PCPartPicker part list /
CPU: Intel Core i5-3350P 3.1GHz Quad-Core Processor ($179.39 @ NCIX US)
Motherboard: ASRock H61M-DGS Micro ATX LGA1155 Motherboard ($44.99 @ Amazon)
Memory: Mushkin Silverline 8GB (2 x 4GB) DDR3-1333 Memory ($32.66 @ NCIX US)
Storage: Seagate Momentus XT 500GB 2.5" 7200RPM Internal Hard Drive ($49.99 @ Newegg)
Video Card: PNY GeForce GTX 650 1GB Video Card ($99.99 @ Dell)
Case: Azza Orion 202 EVO ATX Mid Tower Case ($34.99 @ NCIX US)
Power Supply: Cooler Master Elite Power 460W ATX12V Power Supply ($19.99 @ Newegg)
Optical Drive: Lite-On iHAS124-04 DVD/CD Writer ($17.99 @ SuperBiiz)
Operating System: Microsoft Windows 8 (OEM) (64-bit) ($79.99 @ CompUSA)
Total: $559.98
(Prices include shipping, taxes, and discounts when available.)
(Generated by PCPartPicker 2012-11-20 12:07 EST-0500)
And that's with a name brand 460w power supply that will work; shit you could try to find an antec or corsair 400w PSU for $20ish over than that POS "Soly Tech" 400w crap they threw in that combo "deal". Even then, the parts list doesn't make a whole lot of sense with pairing a decent i5 cpu with a $50 mobo that has less features than the $15-30 ECS entry level board with the same H61 chipset... And you can find 1600 cas9 ddr3 for the same price as 1333 now days so it makes almost no difference to settle with 1333 (even though we are only talking about a few % in performance). POS case with a no thrills deal and limited expansion microATX board; plus $40 more of what we can get yourself? no thanks.
Here's an idea:
PCPartPicker part list /
CPU: Intel Core i5-3570K 3.4GHz Quad-Core Processor ($219.99 @ Amazon)
Motherboard: MSI Z77A-G41 ATX LGA1155 Motherboard ($59.99 @ Newegg)
Memory: Patriot Viper 3 8GB (2 x 4GB) DDR3-1600 Memory ($24.99 @ Newegg)
Storage: Seagate Barracuda 3TB 3.5" 7200RPM Internal Hard Drive ($129.99 @ NCIX US)
Video Card: PNY GeForce GTX 650 1GB Video Card ($99.99 @ Dell)
Case: Thermaltake VL80001W2Z ATX Mid Tower Case ($34.68 @ NCIX US)
Power Supply: Cooler Master Elite Power 460W ATX12V Power Supply ($19.99 @ Newegg)
Optical Drive: Lite-On iHAS124-04 DVD/CD Writer ($17.99 @ SuperBiiz)
Operating System: Microsoft Windows 8 (OEM) (64-bit) ($79.99 @ CompUSA)
Total: $687.60
(Prices include shipping, taxes, and discounts when available.)
(Generated by PCPartPicker 2012-11-20 12:25 EST-0500)

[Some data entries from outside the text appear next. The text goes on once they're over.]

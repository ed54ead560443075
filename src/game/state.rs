use smallvec::SmallVec;
use tracing::debug;

use crate::board::{meaningful_placements, Board, Position};
use crate::error::GameError;
use crate::game::constants::{
    MAX_SPECIAL_PER_ROUND, MAX_SPECIAL_TILES, NUM_ROUNDS, NUM_SPECIAL_TILES, SPECIAL_TILES,
    TILES_PER_ROUND,
};
use crate::game::moves::{CandidateMove, Move, TileSource};
use crate::scoring::{center_score, errors_score, exits_score, Score, TrackNetwork};
use crate::tile::{Connector, Dice, Tile};

/// 游戏阶段
#[derive(Debug, Clone, Copy, PartialEq, Eq, Hash, serde::Serialize, serde::Deserialize)]
pub enum GamePhase {
    /// 第 n 回合进行中（还有地块能合法放置）
    InRound(u8),
    /// 第 n 回合的地块已用完或都无处可放，可以结束回合
    RoundEnded(u8),
    /// 第 7 回合结束后
    GameEnded,
}

/// 游戏状态
///
/// 持久值：所有状态转换都返回新的 `GameState`，失败时原值不变。
#[derive(Debug, Clone, PartialEq, Eq, Hash)]
pub struct GameState {
    /// 棋盘
    board: Board,
    /// 当前回合（1-7）
    round: u8,
    /// 本回合掷出的地块
    round_tiles: [Tile; TILES_PER_ROUND],
    /// 本回合已使用的地块
    used_tiles: [bool; TILES_PER_ROUND],
    /// 已使用的特殊地块（整局）
    used_specials: [bool; NUM_SPECIAL_TILES],
    /// 本回合已使用的特殊地块数
    specials_this_round: usize,
    /// 游戏是否结束
    game_ended: bool,
    /// 公路、铁路的增量网络
    networks: [TrackNetwork; 2],
}

impl GameState {
    /// 以给定的第一回合地块开始新游戏
    pub fn new(round_tiles: [Tile; TILES_PER_ROUND]) -> Self {
        Self {
            board: Board::new(),
            round: 1,
            round_tiles,
            used_tiles: [false; TILES_PER_ROUND],
            used_specials: [false; NUM_SPECIAL_TILES],
            specials_this_round: 0,
            game_ended: false,
            networks: [
                TrackNetwork::new(Connector::Road),
                TrackNetwork::new(Connector::Rail),
            ],
        }
    }

    /// 掷骰子开始新游戏
    pub fn with_dice(dice: &mut Dice) -> Self {
        Self::new(dice.roll())
    }

    pub fn board(&self) -> &Board {
        &self.board
    }

    pub fn round(&self) -> u8 {
        self.round
    }

    pub fn round_tiles(&self) -> &[Tile; TILES_PER_ROUND] {
        &self.round_tiles
    }

    /// 本回合第 i 个地块是否已使用（越界视为已使用）
    pub fn is_tile_used(&self, index: usize) -> bool {
        self.used_tiles.get(index).copied().unwrap_or(true)
    }

    /// 第 i 个特殊地块是否已使用（越界视为已使用）
    pub fn is_special_used(&self, index: usize) -> bool {
        self.used_specials.get(index).copied().unwrap_or(true)
    }

    /// 整局已使用的特殊地块数
    pub fn special_count(&self) -> usize {
        self.used_specials.iter().filter(|&&u| u).count()
    }

    /// 本回合是否已用满特殊地块
    pub fn special_used_this_round(&self) -> bool {
        self.specials_this_round >= MAX_SPECIAL_PER_ROUND
    }

    pub fn is_game_over(&self) -> bool {
        self.game_ended
    }

    /// 公路、铁路的增量网络
    pub fn networks(&self) -> &[TrackNetwork; 2] {
        &self.networks
    }

    /// 当前阶段
    pub fn phase(&self) -> GamePhase {
        if self.game_ended {
            GamePhase::GameEnded
        } else if self.can_end_round() {
            GamePhase::RoundEnded(self.round)
        } else {
            GamePhase::InRound(self.round)
        }
    }

    /// 本回合还能使用特殊地块
    pub fn can_use_special(&self) -> bool {
        !self.game_ended
            && !self.special_used_this_round()
            && self.special_count() < MAX_SPECIAL_TILES
    }

    /// 当前可用的地块：本回合未使用的地块，以及（允许时）未使用的特殊地块
    pub fn available_tiles(&self) -> SmallVec<[(TileSource, Tile); 10]> {
        let mut tiles = SmallVec::new();
        if self.game_ended {
            return tiles;
        }
        for (i, &tile) in self.round_tiles.iter().enumerate() {
            if !self.used_tiles[i] {
                tiles.push((TileSource::Round(i), tile));
            }
        }
        if self.can_use_special() {
            for (i, &tile) in SPECIAL_TILES.iter().enumerate() {
                if !self.used_specials[i] {
                    tiles.push((TileSource::Special(i), tile));
                }
            }
        }
        tiles
    }

    /// 找出放置该地块时使用的来源
    ///
    /// 优先本回合第一个（任意变换下）匹配的未使用地块，其次第一个匹配的可用特殊地块
    pub fn resolve_source(&self, tile: &Tile) -> Result<TileSource, GameError> {
        if self.game_ended {
            return Err(GameError::GameOver);
        }
        self.available_tiles()
            .into_iter()
            .find(|(_, available)| tile.is_transform_of(available))
            .map(|(source, _)| source)
            .ok_or(GameError::NoMatchingTile(*tile))
    }

    /// 放置一个地块，自动选择来源
    pub fn place_tile(&self, position: Position, tile: Tile) -> Result<Self, GameError> {
        let source = self.resolve_source(&tile)?;
        self.place_tile_from(source, position, tile)
    }

    /// 执行一步放置
    pub fn make_move(&self, placement: Move) -> Result<Self, GameError> {
        self.place_tile(placement.position, placement.tile)
    }

    /// 依次执行多步放置，任何一步失败都返回错误
    pub fn make_moves(&self, moves: &[Move]) -> Result<Self, GameError> {
        moves.iter().try_fold(self.clone(), |state, &m| state.make_move(m))
    }

    /// 用指定来源的地块放置
    ///
    /// 所有检查都在修改之前完成
    pub fn place_tile_from(
        &self,
        source: TileSource,
        position: Position,
        tile: Tile,
    ) -> Result<Self, GameError> {
        if self.game_ended {
            return Err(GameError::GameOver);
        }

        let expected = match source {
            TileSource::Round(i) => {
                let expected = *self
                    .round_tiles
                    .get(i)
                    .ok_or(GameError::InvalidTileIndex(source))?;
                if self.used_tiles[i] {
                    return Err(GameError::TileAlreadyUsed(source));
                }
                expected
            }
            TileSource::Special(i) => {
                let expected = *SPECIAL_TILES
                    .get(i)
                    .ok_or(GameError::InvalidTileIndex(source))?;
                if self.used_specials[i] {
                    return Err(GameError::TileAlreadyUsed(source));
                }
                if self.special_used_this_round() {
                    return Err(GameError::SpecialAlreadyUsedThisRound);
                }
                if self.special_count() >= MAX_SPECIAL_TILES {
                    return Err(GameError::SpecialLimitReached);
                }
                expected
            }
        };

        if !tile.is_transform_of(&expected) {
            return Err(GameError::TileMismatch {
                from: source,
                expected,
                tile,
            });
        }

        let board = self.board.set(position, tile)?;

        let mut next = self.clone();
        for network in next.networks.iter_mut() {
            *network = network.update(self.board.tile_grid(), position, tile);
        }
        next.board = board;
        match source {
            TileSource::Round(i) => next.used_tiles[i] = true,
            TileSource::Special(i) => {
                next.used_specials[i] = true;
                next.specials_this_round += 1;
            }
        }

        debug!(round = self.round, %position, %tile, ?source, "tile placed");
        Ok(next)
    }

    /// 是否可以结束本回合
    ///
    /// 所有未使用的地块（包括本回合还能使用的特殊地块）在任何变换下
    /// 都没有合法位置时才可以结束
    pub fn can_end_round(&self) -> bool {
        if self.game_ended {
            return false;
        }
        let slots = self.board.open_slot_entries();
        self.available_tiles().iter().all(|(_, tile)| {
            let transforms = tile.all_transforms();
            !slots
                .iter()
                .any(|(_, slot)| transforms.iter().any(|t| slot.accepts(t)))
        })
    }

    /// 结束本回合，下一回合的地块由骰子决定
    pub fn end_round(&self, dice: &mut Dice) -> Result<Self, GameError> {
        self.check_can_end()?;
        if self.round >= NUM_ROUNDS {
            return Ok(self.finish());
        }
        self.end_round_with(dice.roll())
    }

    /// 结束本回合，使用给定的下一回合地块（最后一回合时忽略）
    pub fn end_round_with(&self, next_tiles: [Tile; TILES_PER_ROUND]) -> Result<Self, GameError> {
        self.check_can_end()?;
        if self.round >= NUM_ROUNDS {
            return Ok(self.finish());
        }

        let mut next = self.clone();
        next.round += 1;
        next.round_tiles = next_tiles;
        next.used_tiles = [false; TILES_PER_ROUND];
        next.specials_this_round = 0;

        debug!(round = next.round, "round started");
        Ok(next)
    }

    fn check_can_end(&self) -> Result<(), GameError> {
        if self.game_ended {
            return Err(GameError::GameOver);
        }
        if !self.can_end_round() {
            return Err(GameError::CannotEndRound(self.round));
        }
        Ok(())
    }

    fn finish(&self) -> Self {
        let mut next = self.clone();
        next.game_ended = true;
        debug!(score = %next.score(), "game ended");
        next
    }

    /// 当前所有值得尝试的放置
    ///
    /// 对每个可用地块（相同或互为变换的地块只算一次）和每个空位，
    /// 列出有意义的放置方向
    pub fn possible_moves(&self) -> Vec<CandidateMove> {
        let mut moves = Vec::new();
        if self.game_ended {
            return moves;
        }

        let mut seen: SmallVec<[Tile; 10]> = SmallVec::new();
        let slots = self.board.open_slot_entries();
        for (source, tile) in self.available_tiles() {
            if seen.iter().any(|s| tile.is_transform_of(s)) {
                continue;
            }
            seen.push(tile);

            for (position, slot) in &slots {
                for placed in meaningful_placements(&tile, slot) {
                    moves.push(CandidateMove {
                        source,
                        placement: Move::new(*position, placed),
                    });
                }
            }
        }
        moves
    }

    /// 当前得分（最长路线来自增量网络）
    pub fn score(&self) -> Score {
        Score::new(
            exits_score(&self.board),
            self.networks[0].longest_route() as i32,
            self.networks[1].longest_route() as i32,
            center_score(&self.board),
            errors_score(&self.board),
        )
    }
}

#[cfg(test)]
mod tests {
    use super::*;
    use crate::scoring::calculate_score;

    fn tile(s: &str) -> Tile {
        s.parse().unwrap()
    }

    fn p(row: u8, col: u8) -> Position {
        Position::new(row, col).unwrap()
    }

    fn straight_roads() -> [Tile; 4] {
        [tile("_D_D"), tile("_D_D"), tile("_L_L"), tile("_DD_")]
    }

    #[test]
    fn test_new_game() {
        let state = GameState::new(straight_roads());
        assert_eq!(state.round(), 1);
        assert_eq!(state.phase(), GamePhase::InRound(1));
        assert_eq!(state.available_tiles().len(), 4 + NUM_SPECIAL_TILES);
        assert_eq!(state.score(), Score::default());
    }

    #[test]
    fn test_place_tile_uses_first_matching() {
        let state = GameState::new(straight_roads());
        let next = state.place_tile(p(3, 0), tile("_D_D")).unwrap();
        assert!(next.is_tile_used(0));
        assert!(!next.is_tile_used(1));

        // 旋转后的地块也能匹配
        let next = next.place_tile(p(0, 1), tile("D_D_")).unwrap();
        assert!(next.is_tile_used(1));
        // 原状态不变
        assert!(!state.is_tile_used(0));
    }

    #[test]
    fn test_place_tile_falls_back_to_special() {
        let state = GameState::new(straight_roads());
        let next = state.place_tile(p(3, 0), tile("DDDD")).unwrap();
        assert!(next.is_special_used(2));
        assert!(next.special_used_this_round());
        assert_eq!(
            next.place_tile(p(3, 6), tile("DDDD")),
            Err(GameError::NoMatchingTile(tile("DDDD")))
        );
        assert_eq!(
            next.place_tile_from(TileSource::Special(0), p(3, 6), tile("DDLD")),
            Err(GameError::SpecialAlreadyUsedThisRound)
        );
    }

    #[test]
    fn test_place_tile_from_checks() {
        let state = GameState::new(straight_roads());
        assert_eq!(
            state.place_tile_from(TileSource::Round(4), p(3, 0), tile("_D_D")),
            Err(GameError::InvalidTileIndex(TileSource::Round(4)))
        );
        assert_eq!(
            state.place_tile_from(TileSource::Round(2), p(3, 0), tile("_D_D")),
            Err(GameError::TileMismatch {
                from: TileSource::Round(2),
                expected: tile("_L_L"),
                tile: tile("_D_D"),
            })
        );
        let next = state.place_tile_from(TileSource::Round(0), p(3, 0), tile("_D_D")).unwrap();
        assert_eq!(
            next.place_tile_from(TileSource::Round(0), p(3, 6), tile("_D_D")),
            Err(GameError::TileAlreadyUsed(TileSource::Round(0)))
        );
    }

    #[test]
    fn test_illegal_placement_leaves_state() {
        let state = GameState::new(straight_roads());
        let result = state.place_tile(p(3, 3), tile("_D_D"));
        assert!(matches!(result, Err(GameError::Placement(_))));
        assert!(!state.is_tile_used(0));
    }

    #[test]
    fn test_round_cannot_end_early() {
        let state = GameState::new(straight_roads());
        assert!(!state.can_end_round());
        assert_eq!(
            state.end_round_with(straight_roads()),
            Err(GameError::CannotEndRound(1))
        );
    }

    #[test]
    fn test_possible_moves_are_legal() {
        let state = GameState::new(straight_roads());
        let moves = state.possible_moves();
        assert!(!moves.is_empty());
        for candidate in &moves {
            let m = candidate.placement;
            assert!(state.board().is_valid(m.position, &m.tile));
            assert!(state.place_tile_from(candidate.source, m.position, m.tile).is_ok());
        }
        // 两个相同的 _D_D 只列一次
        assert!(moves.iter().all(|c| c.source != TileSource::Round(1)));
    }

    #[test]
    fn test_incremental_score_matches() {
        let state = GameState::new(straight_roads());
        let moves: Vec<Move> = ["30_D_D", "31_D_D", "32__DD"]
            .iter()
            .map(|s| s.parse().unwrap())
            .collect();
        let next = state.make_moves(&moves).unwrap();
        assert_eq!(next.score(), calculate_score(next.board()));
        assert_eq!(next.score().road, 3);
    }
}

For just $100 more, you get a much more rounded system; most of that cost is thanks to the 3TB drive, better CPU and motherboard. Yes yes, still all housed in a shitty $30 case with an entry level $20 PSU. I'd probably say invest a bit more on a better power supply and cooling if you plan on taking advantage of the i5 3570k overclocking abilities.
Honestly, if I was doing this as an MMO PC, I'd probably skimp out on the cpu and go with an entry level i3 ivy bridge for $100 less like the i3 3220 dual core with HT. Most games are still more centered around GPU bottlenecks since sandy bridge anyhow.
I got a cheap $60 G630 pentium dual core paired with a gtx 570, a $15 ECS microATX board, $18 Corsair 420w PSU and some leftover 2x2gb g.skill 1600 cas7 ram that's worth maybe $20; the system is less than half the cost of one 570 when I built it. It runs pretty much every game out there, just as well as my more stout i7 570 SLI rig. Its my more portable lan rig when I don't want to lug around my 50lb monster.
Just shows you that you don't need quad core for current gaming, but it does leave you more "future proof". i5 K's are still the best value all around though so if you can afford it, budget it; just do your diligence and find sales. Best time to shop around is now.